Nella sala III della Collezione ora alla Neue Hofburg si trova questa mezza armatura italiana, in ferro battuto e completamente ricoperto da un decoro inciso, sovrastato da una doratura a fuoco e argentatura a fuoco, senza punti nudi. Pelle e cuoio uniscono le varie parti; l’ornatura è costituita da incisioni e dorature all’acquaforte. L’intera superficie è decorata da una rete da pesca, le cui maglie incorniciano i trofei d’armi e le scene di guerra, decorazione tipica degli anni intorno al 1555. Sulla parte sinistra del petto, al di sotto dello stemma sormontato dal corno dogale, le iscrizioni “IV / NIVS / COME / S e POM / PEIV / S / ILAS”. Il guanciale sinistro dell’elmo non è originale, mentre i bracciali, costituiti a loro volta da tre parti, mancano delle manopole. La tradizione vuole che questa mezza armatura sia appartenuta al procuratore di San Marco Melchiorre Michiel (1489-1572), il quale fu un condottiero delle milizie della Serenissima contro l’esercito ottomano in Dalmazia e a Corfù. L’attribuzione è dubbia, in quanto pare sia stata acquistata dal conte Giunio Pompeo de Ilas, il quale ha fatto apporre il suo nome.

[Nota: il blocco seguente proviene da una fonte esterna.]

use chrono::Datelike;
use std::collections::BTreeMap;

use crate::i18n::Locale;
use crate::preferences::Theme;

/// Containers whose contents the renderers replace wholesale.
#[derive(Debug, Clone, Copy, PartialEq, Eq, PartialOrd, Ord)]
pub enum Slot {
    Projects,
    Profile,
    Year,
}

/// The page as the app sees it. The browser adapter maps these onto real
/// elements; `MemoryPage` records them for headless use.
///
/// Every operation is a no-op when the element it targets is missing.
pub trait Page {
    fn set_html(&mut self, slot: Slot, html: &str);
    fn set_text(&mut self, slot: Slot, text: &str);
    fn set_root_attribute(&mut self, name: &str, value: &str);

    /// Keys carried by elements flagged for label substitution, in document order.
    fn label_keys(&self) -> Vec<String>;
    fn set_label(&mut self, key: &str, text: &str);

    /// Keep the theme toggle and locale select in step with the active preferences.
    fn reflect_preferences(&mut self, theme: Theme, locale: Locale);

    /// Create the modal element. Called once per session.
    fn mount_modal(&mut self);
    fn set_modal_html(&mut self, html: &str);
    fn set_modal_visible(&mut self, visible: bool);
    fn set_scroll_locked(&mut self, locked: bool);
    fn focus_modal_close(&mut self);
}

/// Signals the platform offers when no preference has been stored yet.
pub trait Environment {
    fn prefers_dark(&self) -> bool;
    fn language(&self) -> Option<String>;

    fn current_year(&self) -> i32 {
        chrono::Local::now().year()
    }
}

// ── Headless implementations ──────────────────────────

#[derive(Debug, Clone, Default)]
pub struct MemoryPage {
    pub slots: BTreeMap<Slot, String>,
    pub root_attributes: BTreeMap<String, String>,
    /// Label key -> current text. Only keys registered here are "on the page".
    pub labels: BTreeMap<String, String>,
    pub theme_control: Option<Theme>,
    pub locale_control: Option<Locale>,
    /// `None` until the modal has been mounted.
    pub modal_html: Option<String>,
    pub modal_mounts: usize,
    pub modal_visible: bool,
    pub scroll_locked: bool,
    pub close_focused: bool,
}

impl MemoryPage {
    pub fn new() -> Self {
        Self::default()
    }

    pub fn with_labels(keys: &[&str]) -> Self {
        let mut page = Self::new();
        for key in keys {
            page.labels.insert(key.to_string(), String::new());
        }
        page
    }

    pub fn slot(&self, slot: Slot) -> &str {
        self.slots.get(&slot).map(|s| s.as_str()).unwrap_or("")
    }

    pub fn root_attribute(&self, name: &str) -> Option<&str> {
        self.root_attributes.get(name).map(|s| s.as_str())
    }
}

impl Page for MemoryPage {
    fn set_html(&mut self, slot: Slot, html: &str) {
        self.slots.insert(slot, html.to_string());
    }

    fn set_text(&mut self, slot: Slot, text: &str) {
        self.slots.insert(slot, text.to_string());
    }

    fn set_root_attribute(&mut self, name: &str, value: &str) {
        self.root_attributes
            .insert(name.to_string(), value.to_string());
    }

    fn label_keys(&self) -> Vec<String> {
        self.labels.keys().cloned().collect()
    }

    fn set_label(&mut self, key: &str, text: &str) {
        if let Some(current) = self.labels.get_mut(key) {
            *current = text.to_string();
        }
    }

    fn reflect_preferences(&mut self, theme: Theme, locale: Locale) {
        self.theme_control = Some(theme);
        self.locale_control = Some(locale);
    }

    fn mount_modal(&mut self) {
        self.modal_html = Some(String::new());
        self.modal_mounts += 1;
    }

    fn set_modal_html(&mut self, html: &str) {
        if let Some(current) = self.modal_html.as_mut() {
            *current = html.to_string();
        }
    }

    fn set_modal_visible(&mut self, visible: bool) {
        self.modal_visible = visible && self.modal_html.is_some();
        if !visible {
            self.close_focused = false;
        }
    }

    fn set_scroll_locked(&mut self, locked: bool) {
        self.scroll_locked = locked;
    }

    fn focus_modal_close(&mut self) {
        self.close_focused = self.modal_html.is_some();
    }
}

#[derive(Debug, Clone, Default)]
pub struct FixedEnvironment {
    pub prefers_dark: bool,
    pub language: Option<String>,
    pub year: Option<i32>,
}

impl Environment for FixedEnvironment {
    fn prefers_dark(&self) -> bool {
        self.prefers_dark
    }

    fn language(&self) -> Option<String> {
        self.language.clone()
    }

    fn current_year(&self) -> i32 {
        self.year.unwrap_or_else(|| chrono::Local::now().year())
    }
}
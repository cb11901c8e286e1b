use log::debug;

use crate::models::content::Project;
use crate::page::Page;
use crate::render::{self, RenderContext};

#[derive(Debug, Clone, PartialEq, Eq, Default)]
pub enum ModalState {
    #[default]
    Closed,
    Open { project_id: String },
}

/// The project details overlay. Its element is created on first open and
/// reused for the rest of the session.
#[derive(Debug, Default)]
pub struct ModalController {
    state: ModalState,
    mounted: bool,
}

impl ModalController {
    pub fn new() -> Self {
        Self::default()
    }

    pub fn state(&self) -> &ModalState {
        &self.state
    }

    pub fn is_open(&self) -> bool {
        matches!(self.state, ModalState::Open { .. })
    }

    pub fn open_project_id(&self) -> Option<&str> {
        match &self.state {
            ModalState::Open { project_id } => Some(project_id.as_str()),
            ModalState::Closed => None,
        }
    }

    /// Show `project_id` from the on-screen list. Unknown ids change nothing.
    /// Returns whether the overlay now shows that project.
    pub fn open(
        &mut self,
        project_id: &str,
        projects: &[Project],
        ctx: &RenderContext,
        page: &mut dyn Page,
    ) -> bool {
        let project = match projects.iter().find(|p| p.id == project_id) {
            Some(p) => p,
            None => {
                debug!("Ignoring open for unknown project id {:?}", project_id);
                return false;
            }
        };

        if !self.mounted {
            page.mount_modal();
            self.mounted = true;
        }
        page.set_modal_html(&render::modal::render(project, ctx));
        page.set_modal_visible(true);
        page.set_scroll_locked(true);
        page.focus_modal_close();

        self.state = ModalState::Open {
            project_id: project.id.clone(),
        };
        true
    }

    pub fn close(&mut self, page: &mut dyn Page) {
        if !self.is_open() {
            return;
        }
        page.set_modal_visible(false);
        page.set_scroll_locked(false);
        self.state = ModalState::Closed;
    }

    /// Re-render the open project, e.g. after a locale switch. Closes the
    /// overlay if that project is no longer on screen.
    pub fn refresh(&mut self, projects: &[Project], ctx: &RenderContext, page: &mut dyn Page) {
        let id = match self.open_project_id() {
            Some(id) => id.to_string(),
            None => return,
        };
        match projects.iter().find(|p| p.id == id) {
            Some(project) => page.set_modal_html(&render::modal::render(project, ctx)),
            None => self.close(page),
        }
    }
}

#[cfg(test)]
mod tests {
    use super::*;
    use crate::i18n::UiLabels;
    use crate::page::MemoryPage;

    fn projects() -> Vec<Project> {
        vec![
            Project { id: "a".into(), name: "Alpha <1>".into(), ..Default::default() },
            Project { id: "b".into(), name: "Beta".into(), ..Default::default() },
        ]
    }

    fn with_ctx<R>(f: impl FnOnce(&RenderContext) -> R) -> R {
        let ui = UiLabels::new();
        let ctx = RenderContext { locale: "en", ui: &ui, assets_dir: "assets" };
        f(&ctx)
    }

    #[test]
    fn test_starts_closed_without_element() {
        let modal = ModalController::new();
        assert_eq!(modal.state(), &ModalState::Closed);
        assert!(MemoryPage::new().modal_html.is_none());
    }

    #[test]
    fn test_open_known_project() {
        let mut modal = ModalController::new();
        let mut page = MemoryPage::new();
        let opened = with_ctx(|ctx| modal.open("a", &projects(), ctx, &mut page));
        assert!(opened);
        assert_eq!(modal.open_project_id(), Some("a"));
        assert!(page.modal_visible);
        assert!(page.scroll_locked);
        assert!(page.close_focused);
        assert!(page.modal_html.as_deref().unwrap().contains("Alpha &lt;1&gt;"));
    }

    #[test]
    fn test_open_unknown_while_closed_stays_closed() {
        let mut modal = ModalController::new();
        let mut page = MemoryPage::new();
        let opened = with_ctx(|ctx| modal.open("zzz", &projects(), ctx, &mut page));
        assert!(!opened);
        assert_eq!(modal.state(), &ModalState::Closed);
        assert!(page.modal_html.is_none());
        assert!(!page.scroll_locked);
    }

    #[test]
    fn test_open_unknown_while_open_keeps_prior_project() {
        let mut modal = ModalController::new();
        let mut page = MemoryPage::new();
        with_ctx(|ctx| {
            modal.open("b", &projects(), ctx, &mut page);
            modal.open("zzz", &projects(), ctx, &mut page);
        });
        assert_eq!(modal.open_project_id(), Some("b"));
        assert!(page.modal_html.as_deref().unwrap().contains("Beta"));
        assert!(page.modal_visible);
    }

    #[test]
    fn test_element_mounted_once() {
        let mut modal = ModalController::new();
        let mut page = MemoryPage::new();
        with_ctx(|ctx| {
            modal.open("a", &projects(), ctx, &mut page);
            modal.close(&mut page);
            modal.open("b", &projects(), ctx, &mut page);
        });
        assert_eq!(page.modal_mounts, 1);
        assert_eq!(modal.open_project_id(), Some("b"));
    }

    #[test]
    fn test_close_restores_scrolling() {
        let mut modal = ModalController::new();
        let mut page = MemoryPage::new();
        with_ctx(|ctx| modal.open("a", &projects(), ctx, &mut page));
        modal.close(&mut page);
        assert_eq!(modal.state(), &ModalState::Closed);
        assert!(!page.modal_visible);
        assert!(!page.scroll_locked);
        // Element survives closing.
        assert!(page.modal_html.is_some());
    }

    #[test]
    fn test_close_when_closed_is_noop() {
        let mut modal = ModalController::new();
        let mut page = MemoryPage::new();
        page.scroll_locked = true;
        modal.close(&mut page);
        assert_eq!(modal.state(), &ModalState::Closed);
        assert!(page.scroll_locked);
    }

    #[test]
    fn test_refresh_closes_when_project_gone() {
        let mut modal = ModalController::new();
        let mut page = MemoryPage::new();
        with_ctx(|ctx| {
            modal.open("a", &projects(), ctx, &mut page);
            modal.refresh(&projects()[1..], ctx, &mut page);
        });
        assert_eq!(modal.state(), &ModalState::Closed);
    }
}
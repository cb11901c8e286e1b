use log::{info, warn};

use crate::config::Config;
use crate::i18n::{self, Locale, UiLabels};
use crate::loader::{ContentLoader, ContentSource, LoadError};
use crate::modal::ModalController;
use crate::models::content::{Content, Project};
use crate::page::{Environment, Page, Slot};
use crate::preferences::{self, KeyValueStore, Preferences, Theme};
use crate::render::{self, RenderContext};

/// A click as seen by the delegated handlers, already classified by the host.
#[derive(Debug, Clone, PartialEq, Eq)]
pub enum Click {
    /// Inside a project card, not on a link.
    Card(String),
    /// On a link (inside a card or not); links never open the overlay.
    Link,
    /// On the overlay backdrop or its close control.
    Dismiss,
    Elsewhere,
}

impl Click {
    /// Classify a click inside the projects container. A link wins over the
    /// card it sits in.
    pub fn in_projects(inside_link: bool, card_id: Option<String>) -> Self {
        if inside_link {
            return Click::Link;
        }
        match card_id {
            Some(id) => Click::Card(id),
            None => Click::Elsewhere,
        }
    }
}

pub const ESCAPE_KEY: &str = "Escape";

/// Everything the page holds in memory for one visit.
#[derive(Debug, Default)]
pub struct AppState {
    pub locale: Locale,
    pub theme: Theme,
    /// `None` until the document loads; never modified afterwards.
    pub content: Option<Content>,
    /// Built-in labels overlaid with the document's `ui`.
    pub ui: UiLabels,
    /// Projects in on-screen order. Modal lookups go through this list.
    pub projects: Vec<Project>,
    pub load_error: Option<LoadError>,
}

pub struct App<P: Page, S: KeyValueStore, E: Environment> {
    config: Config,
    page: P,
    prefs: Preferences<S>,
    env: E,
    state: AppState,
    modal: ModalController,
}

impl<P: Page, S: KeyValueStore, E: Environment> App<P, S, E> {
    pub fn new(config: Config, page: P, store: S, env: E) -> Self {
        let prefs = Preferences::new(store, &config);
        App {
            config,
            page,
            prefs,
            env,
            state: AppState {
                ui: i18n::builtin_labels(),
                ..Default::default()
            },
            modal: ModalController::new(),
        }
    }

    pub fn config(&self) -> &Config {
        &self.config
    }

    pub fn page(&self) -> &P {
        &self.page
    }

    pub fn state(&self) -> &AppState {
        &self.state
    }

    pub fn modal(&self) -> &ModalController {
        &self.modal
    }

    pub fn preferences(&self) -> &Preferences<S> {
        &self.prefs
    }

    /// Footer year plus stored (or platform default) theme and locale.
    /// Defaults are applied, not stored.
    pub fn init(&mut self) {
        let year = self.env.current_year();
        self.page.set_text(Slot::Year, &year.to_string());

        self.state.theme = self.prefs.theme(&self.env);
        self.state.locale = self.prefs.locale(&self.env);
        preferences::apply_theme(self.state.theme, &mut self.page);
        preferences::apply_locale(self.state.locale, &mut self.page);
        self.page
            .reflect_preferences(self.state.theme, self.state.locale);

        info!(
            "Portfolio starting (theme={}, locale={})",
            self.state.theme.as_str(),
            self.state.locale.code()
        );
    }

    pub async fn load<C: ContentSource>(&mut self, loader: &ContentLoader<C>) -> bool {
        let result = loader.load().await;
        self.apply_load(result)
    }

    /// Take the outcome of the single content load. On failure only the
    /// projects area changes.
    pub fn apply_load(&mut self, result: Result<Content, LoadError>) -> bool {
        match result {
            Ok(content) => {
                self.state.ui = i18n::with_builtin_labels(&content.ui);
                self.state.content = Some(content);
                self.state.load_error = None;
                self.render();
                true
            }
            Err(e) => {
                self.state.load_error = Some(e);
                self.render_load_error();
                false
            }
        }
    }

    pub fn set_theme(&mut self, theme: Theme) {
        self.prefs.set_theme(theme, &mut self.page);
        self.state.theme = theme;
        self.page.reflect_preferences(theme, self.state.locale);
    }

    pub fn toggle_theme(&mut self) {
        self.set_theme(self.state.theme.toggled());
    }

    /// Switch language and re-render from the content already in memory.
    pub fn set_locale(&mut self, locale: Locale) {
        self.prefs.set_locale(locale, &mut self.page);
        self.state.locale = locale;
        self.page.reflect_preferences(self.state.theme, locale);
        if self.state.content.is_some() {
            self.render();
        } else if self.state.load_error.is_some() {
            self.render_load_error();
        }
    }

    /// Value straight from the locale select. Unsupported codes are ignored.
    pub fn set_locale_code(&mut self, code: &str) -> bool {
        match Locale::from_code(code) {
            Some(locale) => {
                self.set_locale(locale);
                true
            }
            None => {
                warn!("Ignoring unsupported locale {:?}", code);
                false
            }
        }
    }

    pub fn handle_click(&mut self, click: Click) {
        match click {
            Click::Card(id) => {
                self.open_project(&id);
            }
            Click::Dismiss => self.close_modal(),
            Click::Link | Click::Elsewhere => {}
        }
    }

    pub fn handle_key(&mut self, key: &str) {
        if key == ESCAPE_KEY {
            self.close_modal();
        }
    }

    pub fn open_project(&mut self, id: &str) -> bool {
        let ctx = RenderContext {
            locale: self.state.locale.code(),
            ui: &self.state.ui,
            assets_dir: &self.config.assets_dir,
        };
        self.modal
            .open(id, &self.state.projects, &ctx, &mut self.page)
    }

    pub fn close_modal(&mut self) {
        self.modal.close(&mut self.page);
    }

    fn render(&mut self) {
        let content = match &self.state.content {
            Some(c) => c,
            None => return,
        };
        let locale = self.state.locale.code();
        let ctx = RenderContext {
            locale,
            ui: &self.state.ui,
            assets_dir: &self.config.assets_dir,
        };

        for key in self.page.label_keys() {
            let text = i18n::ui_label(&key, locale, ctx.ui);
            self.page.set_label(&key, &text);
        }

        let rendered = render::projects::render(&content.projects, &ctx);
        self.page.set_html(Slot::Projects, &rendered.html);
        self.page.set_html(
            Slot::Profile,
            &render::profile::render(content.profile.as_ref(), &ctx),
        );
        self.state.projects = rendered.sorted;

        self.modal
            .refresh(&self.state.projects, &ctx, &mut self.page);
    }

    fn render_load_error(&mut self) {
        let message = i18n::ui_label("loadError", self.state.locale.code(), &self.state.ui);
        self.page
            .set_html(Slot::Projects, &render::error_state(&message));
    }
}
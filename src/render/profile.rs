//! About section.

use super::{empty_state, external_link, html_escape, RenderContext};
use crate::models::content::Profile;

pub fn render(profile: Option<&Profile>, ctx: &RenderContext) -> String {
    let profile = match profile {
        Some(p) => p,
        None => return empty_state(&ctx.label("profileComing")),
    };

    let name = html_escape(&profile.name);
    let mut html = String::from(r#"<div class="profile">"#);

    if let Some(path) = profile.image.as_deref().filter(|s| !s.is_empty()) {
        html.push_str(&format!(
            r#"<div class="profile-image"><img src="{}" alt="{}"></div>"#,
            ctx.asset(path),
            name
        ));
    }

    html.push_str(&format!(
        r#"<div class="profile-info"><h3 class="profile-name">{}</h3>"#,
        name
    ));

    let headline = ctx.text(profile.headline.as_ref());
    if !headline.is_empty() {
        html.push_str(&format!(
            r#"<p class="profile-headline">{}</p>"#,
            html_escape(&headline)
        ));
    }

    let bio = ctx.text(profile.bio.as_ref());
    if !bio.is_empty() {
        html.push_str(&format!(r#"<p class="profile-bio">{}</p>"#, html_escape(&bio)));
    }

    if !profile.social_links.is_empty() {
        html.push_str(r#"<div class="social-links">"#);
        for link in &profile.social_links {
            html.push_str(&external_link(
                &link.url,
                "social-link",
                &link.platform,
                Some(&link.platform),
            ));
        }
        html.push_str("</div>");
    }

    html.push_str("</div></div>");
    html
}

Armatura di Jacopo Soranzo

Mezza armatura bresciana, datata ca. 1560-70, brunita, recante sul pettorale una croce dorata, lavorata a sbalzo. Velluto nero e pelle uniscono le varie parti. L’elmetto della corazza è munito di barbozza. La mezza armatura porta ampi spallacci simmetrici senza guardagoletta e bracciali. Alle tre lamelle della vita sono allacciate le scarselle, formate da dieci lamelle articolate, la schiena è priva del batticulo . Fu indossata da Jacopo Soranzo (1518-99), procuratore di San Marco, durante la Battaglia di Lepanto.

 

Armatura di Sebastiano Venier

Mezza armatura bresciana, datata ca. 1540, ferro lucidato a specchio, decorato a listoni istoriati con trofei militari incisi e dorati all’acquaforte. Le varie parti sono collegate da listelle di pelle marrone. L’elmetto della corazza è munito di barbozza decorata e intagliata per favorire il respiro. Probabilmente in origine era una armatura multifunzionale ed ecclettica con parte intercambiabili, che aveva servito fedelmente il futuro doge durante tutta la sua carriera e avendogli portato fortuna, se la portò anche a Lepanto. La vita è formata dall’accostamento del petto con una seconda lamella. Bracciali manopole e scarselle, composti da più lamelle per avere più libertà di movimento in caso di scontro corpo a corpo.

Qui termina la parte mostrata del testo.